**Directions for this task**
Your task is to reproduce the entries below word for word.

**Information shown**
============
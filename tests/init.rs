use std::process::Command;

#[test]
fn init_creates_valid_toml() {
    let dir = tempfile::tempdir().unwrap();

    let output = Command::new(env!("CARGO_BIN_EXE_recall"))
        .arg("init")
        .current_dir(dir.path())
        .output()
        .unwrap();

    assert!(
        output.status.success(),
        "recall init failed: {}",
        String::from_utf8_lossy(&output.stderr)
    );

    let config_path = dir.path().join(".recall.toml");
    assert!(config_path.exists(), ".recall.toml should exist");

    let content = std::fs::read_to_string(&config_path).unwrap();
    assert!(content.contains("[embedding]"));
    assert!(content.contains("[index]"));
    assert!(content.contains("[search]"));

    // Verify it's valid TOML that recall-core can parse
    let _config: recall_core::RecallConfig = toml::from_str(&content).unwrap();
}

#[test]
fn init_refuses_if_exists() {
    let dir = tempfile::tempdir().unwrap();
    std::fs::write(dir.path().join(".recall.toml"), "# existing").unwrap();

    let output = Command::new(env!("CARGO_BIN_EXE_recall"))
        .arg("init")
        .current_dir(dir.path())
        .output()
        .unwrap();

    assert!(!output.status.success());
}
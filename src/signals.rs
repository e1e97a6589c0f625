use anyhow::{anyhow, Context, Result};
use async_trait::async_trait;
use strum::Display;
use tokio::sync::mpsc;
use tracing::info;

/// Process-termination events that end an experiment.
#[derive(Debug, Clone, Copy, PartialEq, Eq, Display)]
pub enum TerminationSignal {
    #[strum(serialize = "SIGINT")]
    Interrupt,
    #[strum(serialize = "SIGQUIT")]
    Quit,
    #[strum(serialize = "SIGTERM")]
    Terminate,
}

/// A source of termination events, consumed with a single blocking receive.
#[async_trait]
pub trait TerminationSource: Send {
    async fn recv(&mut self) -> Result<TerminationSignal>;
}

/// Subscribes to SIGINT, SIGQUIT and SIGTERM when `recv` is called.
#[derive(Debug, Default, Clone, Copy)]
pub struct OsSignals;

#[cfg(unix)]
#[async_trait]
impl TerminationSource for OsSignals {
    async fn recv(&mut self) -> Result<TerminationSignal> {
        use tokio::signal::unix::{signal, SignalKind};

        let mut interrupt = signal(SignalKind::interrupt()).context("SIGINT handler")?;
        let mut quit = signal(SignalKind::quit()).context("SIGQUIT handler")?;
        let mut terminate = signal(SignalKind::terminate()).context("SIGTERM handler")?;
        info!("awaiting SIGINT, SIGQUIT or SIGTERM");

        let received = tokio::select! {
            _ = interrupt.recv() => TerminationSignal::Interrupt,
            _ = quit.recv() => TerminationSignal::Quit,
            _ = terminate.recv() => TerminationSignal::Terminate,
        };
        Ok(received)
    }
}

#[cfg(not(unix))]
#[async_trait]
impl TerminationSource for OsSignals {
    async fn recv(&mut self) -> Result<TerminationSignal> {
        let ctrl_c = tokio::signal::ctrl_c();
        info!("awaiting Ctrl+C");
        ctrl_c.await.context("Ctrl+C handler")?;
        Ok(TerminationSignal::Interrupt)
    }
}

/// Injected signals, for embedding the harness or driving it from tests.
#[async_trait]
impl TerminationSource for mpsc::Receiver<TerminationSignal> {
    async fn recv(&mut self) -> Result<TerminationSignal> {
        mpsc::Receiver::recv(self)
            .await
            .ok_or_else(|| anyhow!("termination channel closed"))
    }
}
============
**Task answer**
filename tests/init.rs
use std::process::Command;

#[test]
fn init_creates_valid_toml() {
    let dir = tempfile::tempdir().unwrap();

    let output = Command::new(env!("CARGO_BIN_EXE_recall"))
        .arg("init")
        .current_dir(dir.path())
        .output()
        .unwrap();

    assert!(
        output.status.success(),
        "recall init failed: {}",
        String::from_utf8_lossy(&output.stderr)
    );

    let config_path = dir.path().join(".recall.toml");
    assert!(config_path.exists(), ".recall.toml should exist");

    let content = std::fs::read_to_string(&config_path).unwrap();
    assert!(content.contains("[embedding]"));
    assert!(content.contains("[index]"));
    assert!(content.contains("[search]"));

    // Verify it's valid TOML that recall-core can parse
    let _config: recall_core::RecallConfig = toml::from_str(&content).unwrap();
}

#[test]
fn init_refuses_if_exists() {
    let dir = tempfile::tempdir().unwrap();
    std::fs::write(dir.path().join(".recall.toml"), "# existing").unwrap();

    let output = Command::new(env!("CARGO_BIN_EXE_recall"))
        .arg("init")
        .current_dir(dir.path())
        .output()
        .unwrap();

    assert!(!output.status.success());
}
filename src/signals.rs
repository e1e97a6589c0f625
use anyhow::{anyhow, Context, Result};
use async_trait::async_trait;
use strum::Display;
use tokio::sync::mpsc;
use tracing::info;

/// Process-termination events that end an experiment.
#[derive(Debug, Clone, Copy, PartialEq, Eq, Display)]
pub enum TerminationSignal {
    #[strum(serialize = "SIGINT")]
    Interrupt,
    #[strum(serialize = "SIGQUIT")]
    Quit,
    #[strum(serialize = "SIGTERM")]
    Terminate,
}

/// A source of termination events, consumed with a single blocking receive.
#[async_trait]
pub trait TerminationSource: Send {
    async fn recv(&mut self) -> Result<TerminationSignal>;
}

/// Subscribes to SIGINT, SIGQUIT and SIGTERM when `recv` is called.
#[derive(Debug, Default, Clone, Copy)]
pub struct OsSignals;

#[cfg(unix)]
#[async_trait]
impl TerminationSource for OsSignals {
    async fn recv(&mut self) -> Result<TerminationSignal> {
        use tokio::signal::unix::{signal, SignalKind};

        let mut interrupt = signal(SignalKind::interrupt()).context("SIGINT handler")?;
        let mut quit = signal(SignalKind::quit()).context("SIGQUIT handler")?;
        let mut terminate = signal(SignalKind::terminate()).context("SIGTERM handler")?;
        info!("awaiting SIGINT, SIGQUIT or SIGTERM");

        let received = tokio::select! {
            _ = interrupt.recv() => TerminationSignal::Interrupt,
            _ = quit.recv() => TerminationSignal::Quit,
            _ = terminate.recv() => TerminationSignal::Terminate,
        };
        Ok(received)
    }
}

#[cfg(not(unix))]
#[async_trait]
impl TerminationSource for OsSignals {
    async fn recv(&mut self) -> Result<TerminationSignal> {
        let ctrl_c = tokio::signal::ctrl_c();
        info!("awaiting Ctrl+C");
        ctrl_c.await.context("Ctrl+C handler")?;
        Ok(TerminationSignal::Interrupt)
    }
}

/// Injected signals, for embedding the harness or driving it from tests.
#[async_trait]
impl TerminationSource for mpsc::Receiver<TerminationSignal> {
    async fn recv(&mut self) -> Result<TerminationSignal> {
        mpsc::Receiver::recv(self)
            .await
            .ok_or_else(|| anyhow!("termination channel closed"))
    }
}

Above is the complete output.